Despite the reduced cache, the 300A at 450 would outperform the P2 450 in some benchmarks because of the full speed cache, which was just embarrassing for Intel. Fun times!
Almost all benchmarks
Almost true. :) If you were willing to solder few jumper wires you could feed at least to AGP, which usually was bigger problem than PCI, lower frequency. One could probably still find some of ancient forum posts I wrote back in the day on how to do this with Asus slot-1 motherboards. Resistor to lift and feed lower frequency was between AGP slot and 440BX chipset and very easy to access. Going higher than 133 MHz FSB was still challenge, I think around 140 was max even on boards that has clock chip capable of generating slightly above that.
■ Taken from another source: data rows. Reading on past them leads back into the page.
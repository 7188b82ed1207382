use cosmwasm_schema::cw_serde;
use cosmwasm_std::Uint128;

/// The lifecycle status of a packet.
#[cw_serde]
pub enum PacketStatus {
    /// Shares remain to be drawn.
    Active,
    /// Every share has been drawn; only a new create leaves this state.
    Exhausted,
}

/// Qualitative luck bucket for a drawn share, relative to the even split.
#[cw_serde]
pub enum RankTier {
    /// At least 150% of the average share.
    Exceptional,
    /// At least the average share.
    Good,
    /// At least 70% of the average share.
    Fair,
    Encouraging,
}

impl RankTier {
    /// Bucket `amount` against the average share `total / count`.
    ///
    /// Compared cross-multiplied in minor units (`amount * count` vs scaled
    /// `total`) so no division or rounding is involved.
    pub fn classify(amount: Uint128, total: Uint128, count: u32) -> Self {
        let lhs = amount.u128().saturating_mul(count as u128);
        let total = total.u128();
        if lhs.saturating_mul(10) >= total.saturating_mul(15) {
            RankTier::Exceptional
        } else if lhs >= total {
            RankTier::Good
        } else if lhs.saturating_mul(10) >= total.saturating_mul(7) {
            RankTier::Fair
        } else {
            RankTier::Encouraging
        }
    }

    pub fn as_str(&self) -> &'static str {
        match self {
            RankTier::Exceptional => "exceptional",
            RankTier::Good => "good",
            RankTier::Fair => "fair",
            RankTier::Encouraging => "encouraging",
        }
    }
}
use cosmwasm_schema::cw_serde;
use cosmwasm_std::{Addr, Timestamp, Uint128};
use cw_storage_plus::{Item, Map};
use lucky_packet_common::types::{PacketStatus, RankTier};

pub const CONFIG: Item<Config> = Item::new("config");
/// The single active packet; absent until the first create.
pub const PACKET: Item<Packet> = Item::new("packet");
/// Draw history for the active packet, keyed by 1-based draw sequence.
/// Cleared wholesale by each create.
pub const HISTORY: Map<u64, DrawRecord> = Map::new("history");
pub const LIFETIME: Item<LifetimeStats> = Item::new("lifetime");

#[cw_serde]
pub struct Config {
    /// The one actor allowed to drive the packet (create/draw/reset).
    pub owner: Addr,
}

#[cw_serde]
pub struct Packet {
    /// Total across all shares, in minor units. Immutable once created.
    pub total_amount: Uint128,
    /// Recipient count the packet was split for. Immutable once created.
    pub total_people: u32,
    /// Undrawn pool; each draw pops the tail. Order is already shuffled.
    pub shares: Vec<Uint128>,
    /// Largest share generated for this packet, drawn or not. A draw equal
    /// to this is the packet's best-luck draw.
    pub best_share: Uint128,
    pub created_at: Timestamp,
}

impl Packet {
    pub fn remaining(&self) -> u32 {
        self.shares.len() as u32
    }

    pub fn drawn(&self) -> u32 {
        self.total_people - self.remaining()
    }

    pub fn status(&self) -> PacketStatus {
        if self.shares.is_empty() {
            PacketStatus::Exhausted
        } else {
            PacketStatus::Active
        }
    }
}

#[cw_serde]
pub struct DrawRecord {
    /// 1-based position of this draw within its packet.
    pub seq: u64,
    /// Drawn share in minor units.
    pub amount: Uint128,
    pub tier: RankTier,
    /// True iff this draw equals the packet's largest generated share.
    pub best_luck: bool,
    pub drawn_at: Timestamp,
}

/// Running counters across all packets ever created on this contract.
#[cw_serde]
pub struct LifetimeStats {
    pub packets_created: u64,
    pub draws_completed: u64,
    pub total_distributed: Uint128,
}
Getting that high frequencies from clock chip of course required more soldering.
Running 112 FSB (for 504 MHz on a 300A) would put the PCI at 37.33 MHz (with 1/4) which isn't too much, but AGP at 74.67 (with 2/3) or 84 MHz (with 3/4). Not all cards can do that, some slightly later Geforce will run fine even at 89 MHz (in case you want 133 FSB for a newer Pentium 3)
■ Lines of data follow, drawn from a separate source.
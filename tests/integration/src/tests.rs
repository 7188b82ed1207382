//! Integration tests for the lucky-packet contract.
//!
//! These tests exercise the contract entry points directly using
//! `cosmwasm_std::testing` mocks: instantiate, a full create/draw/exhaust
//! lifecycle, statistics and history queries, and the pure allocation core
//! driven with fixed seeds.
//!
//! Run:
//! ```bash
//! cargo test -p lucky-packet-integration-tests
//! ```

use cosmwasm_std::testing::{message_info, mock_dependencies, mock_env, MockApi, MockQuerier};
use cosmwasm_std::{from_json, Attribute, MemoryStorage, OwnedDeps, Response, Uint128};
use lucky_packet::contract;
use lucky_packet::error::ContractError;
use lucky_packet::msg::{
    ExecuteMsg, HistoryResponse, InstantiateMsg, PacketResponse, QueryMsg, StatisticsResponse,
};
use lucky_packet::state::LifetimeStats;
use lucky_packet_common::allocate::{allocate, AllocationError};
use lucky_packet_common::rng::DrawRng;

type Deps = OwnedDeps<MemoryStorage, MockApi, MockQuerier>;

// ─── Helpers ───

fn setup_contract(deps: &mut Deps) {
    let admin = deps.api.addr_make("owner");
    let info = message_info(&admin, &[]);
    contract::instantiate(
        deps.as_mut(),
        mock_env(),
        info,
        InstantiateMsg { owner: None },
    )
    .unwrap();
}

fn exec(deps: &mut Deps, sender: &str, msg: ExecuteMsg) -> Result<Response, ContractError> {
    let sender = deps.api.addr_make(sender);
    let info = message_info(&sender, &[]);
    contract::execute(deps.as_mut(), mock_env(), info, msg)
}

fn create(deps: &mut Deps, total_amount: &str, total_people: u32) -> Response {
    exec(
        deps,
        "owner",
        ExecuteMsg::Create {
            total_amount: total_amount.to_string(),
            total_people,
            entropy: Some("integration".to_string()),
        },
    )
    .unwrap()
}

fn draw(deps: &mut Deps) -> Result<Response, ContractError> {
    exec(deps, "owner", ExecuteMsg::Draw {})
}

fn event_attrs<'a>(res: &'a Response, event_ty: &str) -> &'a [Attribute] {
    &res.events
        .iter()
        .find(|e| e.ty == event_ty)
        .unwrap_or_else(|| panic!("missing event {event_ty}"))
        .attributes
}

fn attr_value(attrs: &[Attribute], key: &str) -> String {
    attrs
        .iter()
        .find(|a| a.key == key)
        .unwrap_or_else(|| panic!("missing attribute {key}"))
        .value
        .clone()
}

fn statistics(deps: &Deps) -> StatisticsResponse {
    let res = contract::query(deps.as_ref(), mock_env(), QueryMsg::Statistics {}).unwrap();
    from_json(res).unwrap()
}

fn history(deps: &Deps, start_after: Option<u64>, limit: Option<u32>) -> HistoryResponse {
    let res = contract::query(
        deps.as_ref(),
        mock_env(),
        QueryMsg::History { start_after, limit },
    )
    .unwrap();
    from_json(res).unwrap()
}

fn packet_summary(deps: &Deps) -> Option<PacketResponse> {
    let res = contract::query(deps.as_ref(), mock_env(), QueryMsg::Packet {}).unwrap();
    from_json(res).unwrap()
}

// ────────────────────────────────────────────────────────────────────────────
// Tests
// ────────────────────────────────────────────────────────────────────────────

#[test]
fn test_full_packet_lifecycle() {
    // Create a 100.00 packet for 10 recipients, drain it, and verify every
    // invariant along the way: share floor, exact sum, exhaustion error,
    // statistics over drawn amounts only.

    let mut deps = mock_dependencies();
    setup_contract(&mut deps);

    // Draw before create fails without touching anything
    let err = draw(&mut deps).unwrap_err();
    assert!(matches!(err, ContractError::NotCreated));

    let res = create(&mut deps, "100.00", 10);
    let created = event_attrs(&res, "packet_created");
    assert_eq!(attr_value(created, "total_amount_display"), "100.00");
    assert_eq!(attr_value(created, "total_people"), "10");

    let summary = packet_summary(&deps).unwrap();
    assert_eq!(summary.total_amount, Uint128::new(10_000));
    assert_eq!(summary.remaining, 10);

    let mut amounts: Vec<u128> = Vec::new();
    for expected_remaining in (0..10u32).rev() {
        let res = draw(&mut deps).unwrap();
        let drawn = event_attrs(&res, "packet_drawn");
        assert_eq!(
            attr_value(drawn, "remaining"),
            expected_remaining.to_string()
        );
        let amount: u128 = attr_value(drawn, "amount").parse().unwrap();
        assert!(amount >= 1, "share below the one-cent floor");
        amounts.push(amount);
    }
    assert_eq!(amounts.iter().sum::<u128>(), 10_000);

    // Eleventh draw fails, state stays exhausted but intact
    let err = draw(&mut deps).unwrap_err();
    assert!(matches!(err, ContractError::NoSharesRemaining { .. }));

    let stats = statistics(&deps);
    assert_eq!(stats.drawn, 10);
    assert_eq!(stats.remaining, 0);
    assert_eq!(stats.best.unwrap().u128(), *amounts.iter().max().unwrap());
    assert_eq!(stats.worst.unwrap().u128(), *amounts.iter().min().unwrap());
}

#[test]
fn test_create_discards_previous_round() {
    let mut deps = mock_dependencies();
    setup_contract(&mut deps);

    create(&mut deps, "10.00", 4);
    for _ in 0..4 {
        draw(&mut deps).unwrap();
    }
    assert_eq!(statistics(&deps).drawn, 4);

    create(&mut deps, "30.00", 3);

    let stats = statistics(&deps);
    assert_eq!(stats.drawn, 0);
    assert_eq!(stats.remaining, 3);
    assert_eq!(stats.best, None);
    assert_eq!(stats.worst, None);
    assert!(history(&deps, None, None).records.is_empty());
}

#[test]
fn test_rejected_create_is_a_no_op() {
    let mut deps = mock_dependencies();
    setup_contract(&mut deps);

    create(&mut deps, "10.00", 4);
    draw(&mut deps).unwrap();
    let before = statistics(&deps);

    // Needs at least 0.10 for 10 recipients
    let err = exec(
        &mut deps,
        "owner",
        ExecuteMsg::Create {
            total_amount: "0.05".to_string(),
            total_people: 10,
            entropy: None,
        },
    )
    .unwrap_err();
    assert!(matches!(
        err,
        ContractError::InvalidAllocation(AllocationError::TotalBelowMinimum { .. })
    ));
    assert!(err.to_string().contains("0.10"));

    assert_eq!(statistics(&deps), before);
    assert_eq!(packet_summary(&deps).unwrap().total_people, 4);
}

#[test]
fn test_only_owner_may_drive_the_packet() {
    let mut deps = mock_dependencies();
    setup_contract(&mut deps);
    create(&mut deps, "10.00", 2);

    let msgs = [
        ExecuteMsg::Create {
            total_amount: "10.00".to_string(),
            total_people: 2,
            entropy: None,
        },
        ExecuteMsg::Draw {},
        ExecuteMsg::Reset {},
        ExecuteMsg::UpdateConfig { owner: None },
    ];
    for msg in msgs {
        let err = exec(&mut deps, "intruder", msg).unwrap_err();
        assert!(matches!(err, ContractError::Unauthorized { .. }));
    }

    // Nothing leaked through
    assert_eq!(statistics(&deps).drawn, 0);
}

#[test]
fn test_draw_notification_payload() {
    let mut deps = mock_dependencies();
    setup_contract(&mut deps);
    create(&mut deps, "50.00", 1);

    let res = draw(&mut deps).unwrap();
    let drawn = event_attrs(&res, "packet_drawn");
    assert_eq!(attr_value(drawn, "seq"), "1");
    assert_eq!(attr_value(drawn, "amount"), "5000");
    assert_eq!(attr_value(drawn, "amount_display"), "50.00");
    // The sole share equals the average exactly
    assert_eq!(attr_value(drawn, "tier"), "good");
    assert_eq!(attr_value(drawn, "best_luck"), "true");
    assert_eq!(attr_value(drawn, "remaining"), "0");
}

#[test]
fn test_history_is_newest_first() {
    let mut deps = mock_dependencies();
    setup_contract(&mut deps);
    create(&mut deps, "100.00", 8);
    for _ in 0..8 {
        draw(&mut deps).unwrap();
    }

    let records = history(&deps, None, None).records;
    let seqs: Vec<u64> = records.iter().map(|r| r.seq).collect();
    assert_eq!(seqs, vec![8, 7, 6, 5, 4, 3, 2, 1]);

    // Paginate: two newest, then the rest below seq 7
    let page = history(&deps, None, Some(2)).records;
    assert_eq!(page.iter().map(|r| r.seq).collect::<Vec<_>>(), vec![8, 7]);
    let rest = history(&deps, Some(7), None).records;
    assert_eq!(rest.first().unwrap().seq, 6);
    assert_eq!(rest.len(), 6);
}

#[test]
fn test_best_luck_goes_to_the_top_share() {
    let mut deps = mock_dependencies();
    setup_contract(&mut deps);
    create(&mut deps, "100.00", 10);
    for _ in 0..10 {
        draw(&mut deps).unwrap();
    }

    let records = history(&deps, None, Some(100)).records;
    let max = records.iter().map(|r| r.amount).max().unwrap();
    assert!(records.iter().filter(|r| r.best_luck).count() >= 1);
    for record in &records {
        assert_eq!(record.best_luck, record.amount == max);
    }
}

#[test]
fn test_lifetime_stats_survive_recreation() {
    let mut deps = mock_dependencies();
    setup_contract(&mut deps);

    create(&mut deps, "10.00", 2);
    draw(&mut deps).unwrap();
    draw(&mut deps).unwrap();
    create(&mut deps, "1.00", 1);
    draw(&mut deps).unwrap();

    let res = contract::query(deps.as_ref(), mock_env(), QueryMsg::LifetimeStats {}).unwrap();
    let stats: LifetimeStats = from_json(res).unwrap();
    assert_eq!(stats.packets_created, 2);
    assert_eq!(stats.draws_completed, 3);
    assert_eq!(stats.total_distributed, Uint128::new(1_100));
}

// ─── Allocation core (no contract storage involved) ───

#[test]
fn test_allocation_properties_across_seeds() {
    // Exact sum, per-share floor and length hold for every seed; these are
    // invariants, not statistical outcomes.
    for seed in 0..100u8 {
        let mut rng = DrawRng::from_seed([seed; 32]);
        let shares = allocate(Uint128::new(10_000), 10, &mut rng).unwrap();
        assert_eq!(shares.len(), 10);
        assert_eq!(shares.iter().map(|s| s.u128()).sum::<u128>(), 10_000);
        assert!(shares.iter().all(|s| s.u128() >= 1));
    }
}

#[test]
fn test_allocations_vary_across_seeds() {
    // Randomness sanity: distinct seeds should almost never coincide on a
    // full 10-share allocation of 100.00.
    let mut seen = std::collections::HashSet::new();
    for seed in 0..32u8 {
        let mut rng = DrawRng::from_seed([seed; 32]);
        let shares = allocate(Uint128::new(10_000), 10, &mut rng).unwrap();
        seen.insert(shares.iter().map(|s| s.u128()).collect::<Vec<u128>>());
    }
    assert!(seen.len() >= 31, "only {} distinct allocations", seen.len());
}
i815 does a bit better, I can run my Coppermine 933 at 1071 with 153 FSB just fine, but I stop at 148 FSB because beyond that I need to drop my memory from 1/1 to 4/3 and that costs me more performance that the bit more CPU gives me.
The Celeron 300 was a BEAST! During that era I built 5 gaming systems for family and friends, ALL of them where Celerons. Local stores helped out, binning the Celeron chips for a $25 charge. This mean we KNEW the chip we bought was going to clock to 450Mhz with no issues. It was an incredible chip for the time.
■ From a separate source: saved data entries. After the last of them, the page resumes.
//! Layer farm production dashboard primitives.
//!
//! This crate focuses on the *data products* behind the dashboard rather than
//! on drawing. It generates a synthetic daily flock time series and derives
//! from it: hen-day production, feed conversion, water:feed ratio, headline
//! KPIs with day-over-day deltas, chart series and a CSV-exportable table.

pub mod charts;
pub mod config;
pub mod error;
pub mod export;
pub mod fixtures;
pub mod metrics;
pub mod types;
pub mod view;

pub use crate::error::MetricsError;
pub use crate::metrics::generator::{generate, EggYield, MetricsGenerator, TrendConfig};
pub use crate::metrics::kpi::HeadlineMetrics;
pub use crate::types::{DailyRecord, Dataset};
We had a computer lab I. Middle school full of Celeron 300A and 333A that we were able to overcook to 400 and 450 MHz. Our computer teacher instructed us on how to do it. He had two genuine pentium II towers that he used for his computer and the classroom file server and our over clocked systems kept up with them. We were successful enough in our efforts that the new computers for our Library and teachers were all over clocked Celeron A based systems. Needless to say the school district was very pleased to have saved so much money.
The tech school that I attended upgraded their old 386 and 486 servers with overclocked Celerons. The main server however was a Dual Pentium II 333 machine.
I have vivid memories of helping my highschool get rid of 286, 386, 486 by driving them to the university to get them recycled. This must have been around 1998 or so as we had first started to drive.. I kept a bunch of the cpus to this day, they look like art pieces to me. We also dumped 3 labs worth of ibm mechanical keyboards in the trash. Also, the gauge of sheet metal used in pcs were so thick in the 286 days... A workout to trash all of that stuff.
A bit of history:
For the original Pentium and Pentium MMX processors, the CPU was in a socket with just the CPU on it, and any L2 cache was on the motherboard in a separate cache slot or in later ones soldered to the motherboard, that operated at best at the front side bus of the processor.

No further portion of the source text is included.